In the meantime, inspired by his own experience as a cancer patient, Hiznay has left medical school and enrolled in the Cleveland Clinic’s molecular medicine PhD program, where he’s studying the role of molecular genetics in cancer. “I kind of view myself as the poster boy,” he says. By remarkable coincidence, one of his classmates, Hannah Picariello, worked on a clinical trial for crizotinib a few years ago. The two put together a presentation about Hiznay’s experience, “It’s Personal Now: the Future of Medical Research,” which Dr. Tubbs invited them to give to the Clinic’s molecular pathology department in May.

For listeners, the talk was a rare chance to hear firsthand how critical their work is. “There was a lot of emotion in the room from the people who do the testing,” Dr. Tubbs recalls. “It’s eye-opening whenever laboratory personnel hear patients discuss their illness, because we get so isolated in the laboratory. It’s probably something we need to be more exposed to, so we never forget there’s a patient who’s going to receive the result that we are generating. We can never forget how important that is to them and their families.”

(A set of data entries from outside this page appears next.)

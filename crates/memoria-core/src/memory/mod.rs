//! Long-term memory for Memoria.
//!
//! Ports (`Embedder`, `VectorStore`, `ContentHasher`) are implemented in
//! `memoria-infra`. Everything here is pure orchestration: retrieval on the
//! request path, batched extraction in per-user background workers, and the
//! deduplication and isolation checks both rely on.

pub mod box_embedder;
pub mod box_vector;
pub mod context;
pub mod dedup;
pub mod embedder;
pub mod extractor;
pub mod fingerprint;
pub mod in_memory;
pub mod isolation;
pub mod retrieval;
pub mod rewriter;
pub mod scheduler;
pub mod service;
pub mod vector;

#[cfg(test)]
pub(crate) mod test_support;
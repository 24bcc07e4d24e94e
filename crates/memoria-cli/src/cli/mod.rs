//! CLI command definitions for the `memoria` binary.
//!
//! Commands operate on one user scope at a time; the user id is always the
//! first positional argument.

pub mod config;
pub mod memory;
pub mod transcript;

use std::path::PathBuf;

use clap::{Parser, Subcommand};
use clap_complete::Shell;
use uuid::Uuid;

use memoria_types::memory::MemoryType;

/// Long-term, per-user memory for conversational agents.
#[derive(Parser)]
#[command(name = "memoria", version, about, long_about = None)]
#[command(propagate_version = true)]
pub struct Cli {
    /// Path to memoria.toml (defaults to ~/.memoria/memoria.toml).
    #[arg(long, global = true, env = "MEMORIA_CONFIG")]
    pub config: Option<PathBuf>,

    /// Output machine-readable JSON instead of styled text.
    #[arg(long, global = true)]
    pub json: bool,

    /// Suppress all output except errors.
    #[arg(long, global = true)]
    pub quiet: bool,

    /// Detailed output (-v for verbose, -vv for debug/trace).
    #[arg(short, long, action = clap::ArgAction::Count, global = true)]
    pub verbose: u8,

    /// Also export spans to stdout through OpenTelemetry.
    #[arg(long, global = true)]
    pub otel: bool,

    #[command(subcommand)]
    pub command: Commands,
}

#[derive(Subcommand)]
pub enum Commands {
    /// Search a user's memories for a query.
    #[command(alias = "search")]
    Recall {
        /// User whose memories are searched.
        user: String,

        /// The user's message.
        query: String,

        /// Maximum number of memories to return.
        #[arg(long, short = 'n')]
        limit: Option<usize>,

        /// Minimum similarity in [0, 1].
        #[arg(long, short = 't')]
        threshold: Option<f32>,

        /// JSON transcript of earlier turns, used for query rewriting.
        #[arg(long)]
        history: Option<PathBuf>,
    },

    /// Run one exchange through the memory hooks: retrieve context for the
    /// message, then queue the message and reply for extraction.
    Exchange {
        user: String,

        /// The user's message.
        message: String,

        /// The assistant's reply.
        #[arg(long)]
        reply: String,

        /// Do not queue the exchange for extraction.
        #[arg(long)]
        no_store: bool,
    },

    /// Feed a JSON transcript through extraction and wait for the result.
    Ingest {
        user: String,

        /// File holding `[{"role": "user", "text": "..."}, ...]`.
        transcript: PathBuf,
    },

    /// List a user's memories, newest first.
    #[command(alias = "ls")]
    Memories {
        user: String,

        #[arg(long, short = 'n', default_value_t = 50)]
        limit: usize,
    },

    /// Delete one memory, or all of a user's memories with --all.
    #[command(alias = "rm")]
    Forget {
        user: String,

        /// Memory id to delete.
        #[arg(required_unless_present = "all", conflicts_with = "all")]
        id: Option<Uuid>,

        /// Delete every memory of the user.
        #[arg(long)]
        all: bool,

        /// With --all, only delete memories of this type.
        #[arg(long = "type", requires = "all")]
        memory_type: Option<MemoryType>,

        /// Skip the confirmation prompt.
        #[arg(long)]
        force: bool,
    },

    /// Count a user's memories.
    Count { user: String },

    /// Inspect configuration.
    Config {
        #[command(subcommand)]
        action: ConfigAction,
    },

    /// Generate shell completions.
    Completions {
        /// Shell to generate completions for.
        shell: Shell,
    },
}

#[derive(Subcommand)]
pub enum ConfigAction {
    /// Validate the configuration file and print the effective settings.
    Check,

    /// Print the config file path in use.
    Path,
}

#[cfg(test)]
mod tests {
    use super::*;
    use clap::CommandFactory;

    #[test]
    fn test_cli_definition_is_valid() {
        Cli::command().debug_assert();
    }

    #[test]
    fn test_forget_requires_id_or_all() {
        assert!(Cli::try_parse_from(["memoria", "forget", "alice"]).is_err());
        assert!(Cli::try_parse_from(["memoria", "forget", "alice", "--all"]).is_ok());

        let id = Uuid::new_v4().to_string();
        assert!(Cli::try_parse_from(["memoria", "forget", "alice", id.as_str()]).is_ok());
        assert!(Cli::try_parse_from(["memoria", "forget", "alice", id.as_str(), "--all"]).is_err());
    }

    #[test]
    fn test_forget_type_parses() {
        let cli = Cli::try_parse_from([
            "memoria", "forget", "alice", "--all", "--type", "procedural", "--force",
        ])
        .unwrap();
        match cli.command {
            Commands::Forget {
                memory_type, force, ..
            } => {
                assert_eq!(memory_type, Some(MemoryType::Procedural));
                assert!(force);
            }
            _ => panic!("expected forget"),
        }
    }

    #[test]
    fn test_global_flags_after_subcommand() {
        let cli = Cli::try_parse_from(["memoria", "count", "alice", "--json", "-vv"]).unwrap();
        assert!(cli.json);
        assert_eq!(cli.verbose, 2);
    }
}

Then, too, Dr. Tubbs himself found special meaning in Hiznay and Picariello’s presentation. “Because I’ve had melanoma and prostate cancer, I had a perspective on his illness that I might not have had three years ago,” he says.

For the moment, Hiznay is concentrating on his studies, undergoing maintenance chemotherapy every three weeks and CT scans every six weeks, and staying optimistic in his belief that the development of new treatment options will outpace his cancer. “It’s very much a rapidly evolving treatment world,” he says firmly. “You just have to stay ahead of the curve.”

Anne Ford is a writer in Evanston, Ill.